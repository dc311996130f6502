use std::collections::HashMap;
use std::pin::Pin;
use std::sync::{Arc, Mutex, MutexGuard};
use std::time::{Duration, Instant};

use async_stream::stream;
use async_trait::async_trait;
use futures::Stream;
use tokio::sync::{Notify, RwLock};

use delve_wire::StreamFrame;

/// One encoded frame and its position in the stream, starting at 0.
#[derive(Debug, Clone, PartialEq)]
pub struct SequencedFrame {
    pub seq: u64,
    pub payload: Arc<str>,
}

impl SequencedFrame {
    pub fn frame(&self) -> serde_json::Result<StreamFrame> {
        StreamFrame::from_payload(&self.payload)
    }
}

pub type FrameStream = Pin<Box<dyn Stream<Item = SequencedFrame> + Send>>;

/// Write side of a registered stream.
#[async_trait]
pub trait FrameSink: Send {
    async fn append(&mut self, frame: &StreamFrame) -> anyhow::Result<()>;
    async fn finish(&mut self) -> anyhow::Result<()>;
}

/// Keyed store of in-flight frame sequences that readers can attach to at any
/// position.
#[async_trait]
pub trait StreamRegistry: Send + Sync {
    /// Registers `stream_id`; fails when the id is taken or the registry is unavailable.
    async fn create_stream(&self, stream_id: &str) -> anyhow::Result<Box<dyn FrameSink>>;
    /// Frames from `from_seq` on, following the live tail until the stream
    /// finishes. `None` when the stream is unknown or expired.
    async fn resume_stream(
        &self,
        stream_id: &str,
        from_seq: u64,
    ) -> anyhow::Result<Option<FrameStream>>;
    /// True while a writer is still attached to `stream_id`.
    async fn is_live(&self, stream_id: &str) -> bool;
    /// Forgets `stream_id` immediately. Attached readers end after the frames
    /// they already hold.
    async fn discard(&self, stream_id: &str);
    /// Drops finished streams past retention; returns how many were dropped.
    async fn reap_expired(&self) -> usize;
}

#[derive(Default)]
struct EntryState {
    frames: Vec<Arc<str>>,
    finished_at: Option<Instant>,
}

#[derive(Default)]
struct StreamEntry {
    state: Mutex<EntryState>,
    notify: Notify,
}

impl StreamEntry {
    fn lock(&self) -> MutexGuard<'_, EntryState> {
        self.state.lock().unwrap_or_else(|poisoned| poisoned.into_inner())
    }

    fn mark_finished(&self) {
        let mut state = self.lock();
        if state.finished_at.is_none() {
            state.finished_at = Some(Instant::now());
        }
        drop(state);
        self.notify.notify_waiters();
    }
}

/// In-process registry. Finished streams stay resumable for `retention`.
pub struct MemoryStreamRegistry {
    entries: RwLock<HashMap<String, Arc<StreamEntry>>>,
    retention: Duration,
}

impl MemoryStreamRegistry {
    pub fn new(retention: Duration) -> Self {
        Self {
            entries: RwLock::new(HashMap::new()),
            retention,
        }
    }

    pub async fn len(&self) -> usize {
        self.entries.read().await.len()
    }

    pub async fn is_empty(&self) -> bool {
        self.entries.read().await.is_empty()
    }

    fn is_expired(&self, entry: &StreamEntry, now: Instant) -> bool {
        entry
            .lock()
            .finished_at
            .is_some_and(|at| now.duration_since(at) >= self.retention)
    }
}

struct MemorySink {
    entry: Arc<StreamEntry>,
    finished: bool,
}

#[async_trait]
impl FrameSink for MemorySink {
    async fn append(&mut self, frame: &StreamFrame) -> anyhow::Result<()> {
        if self.finished {
            anyhow::bail!("stream already finished");
        }
        let payload: Arc<str> = Arc::from(frame.to_payload()?);
        self.entry.lock().frames.push(payload);
        self.entry.notify.notify_waiters();
        Ok(())
    }

    async fn finish(&mut self) -> anyhow::Result<()> {
        self.finished = true;
        self.entry.mark_finished();
        Ok(())
    }
}

impl Drop for MemorySink {
    fn drop(&mut self) {
        if !self.finished {
            self.entry.mark_finished();
        }
    }
}

#[async_trait]
impl StreamRegistry for MemoryStreamRegistry {
    async fn create_stream(&self, stream_id: &str) -> anyhow::Result<Box<dyn FrameSink>> {
        let mut entries = self.entries.write().await;
        if entries.contains_key(stream_id) {
            anyhow::bail!("stream `{}` is already registered", stream_id);
        }
        let entry = Arc::new(StreamEntry::default());
        entries.insert(stream_id.to_string(), entry.clone());
        Ok(Box::new(MemorySink {
            entry,
            finished: false,
        }))
    }

    async fn resume_stream(
        &self,
        stream_id: &str,
        from_seq: u64,
    ) -> anyhow::Result<Option<FrameStream>> {
        let Some(entry) = self.entries.read().await.get(stream_id).cloned() else {
            return Ok(None);
        };
        if self.is_expired(&entry, Instant::now()) {
            return Ok(None);
        }
        let frames = stream! {
            let mut cursor = usize::try_from(from_seq).unwrap_or(usize::MAX);
            loop {
                let notified = entry.notify.notified();
                tokio::pin!(notified);
                notified.as_mut().enable();

                let (batch, finished) = {
                    let state = entry.lock();
                    let start = cursor.min(state.frames.len());
                    (state.frames[start..].to_vec(), state.finished_at.is_some())
                };
                let drained = batch.is_empty();
                for payload in batch {
                    yield SequencedFrame { seq: cursor as u64, payload };
                    cursor += 1;
                }
                if finished {
                    break;
                }
                if drained {
                    notified.await;
                }
            }
        };
        Ok(Some(Box::pin(frames)))
    }

    async fn is_live(&self, stream_id: &str) -> bool {
        self.entries
            .read()
            .await
            .get(stream_id)
            .is_some_and(|entry| entry.lock().finished_at.is_none())
    }

    async fn discard(&self, stream_id: &str) {
        if let Some(entry) = self.entries.write().await.remove(stream_id) {
            entry.mark_finished();
        }
    }

    async fn reap_expired(&self) -> usize {
        let now = Instant::now();
        let mut entries = self.entries.write().await;
        let before = entries.len();
        entries.retain(|_, entry| !self.is_expired(entry, now));
        before - entries.len()
    }
}
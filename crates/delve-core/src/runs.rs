use std::sync::Arc;

use serde::Deserialize;
use tokio::task::JoinHandle;
use tracing::Level;
use uuid::Uuid;

use delve_observability::{emit_event, ObservabilityEvent, ProcessKind};
use delve_providers::ChatMessage;
use delve_types::{Message, ModelSpec, Session};
use delve_wire::{WireMessage, WireSession};

use crate::error::{DelveError, DelveResult};
use crate::orchestrator::{RunContext, RunOutcome, WorkflowOrchestrator, WorkflowState};
use crate::storage::Store;
use crate::stream_registry::{FrameSink, FrameStream, StreamRegistry};

#[derive(Debug, Clone, Default, Deserialize)]
#[serde(rename_all = "camelCase")]
pub struct StartRunRequest {
    #[serde(default, alias = "id")]
    pub session_id: Option<String>,
    #[serde(default)]
    pub model: Option<String>,
    #[serde(default)]
    pub prompt: Option<String>,
}

impl StartRunRequest {
    fn validate(&self) -> DelveResult<(String, ModelSpec, String)> {
        let present = |value: &Option<String>| {
            value
                .as_deref()
                .map(str::trim)
                .filter(|v| !v.is_empty())
                .map(str::to_string)
        };
        let (Some(session_id), Some(model), Some(prompt)) = (
            present(&self.session_id),
            present(&self.model),
            present(&self.prompt),
        ) else {
            return Err(DelveError::Validation("Missing required fields".to_string()));
        };
        let model = ModelSpec::parse(&model)
            .ok_or_else(|| DelveError::Validation("Invalid model identifier".to_string()))?;
        Ok((session_id, model, prompt))
    }
}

——

* _Task description_: When a line in the data holds the word "present", show that line.

* _Completed task_:
        let present = |value: &Option<String>| {
            present(&self.session_id),
            present(&self.model),
            present(&self.prompt),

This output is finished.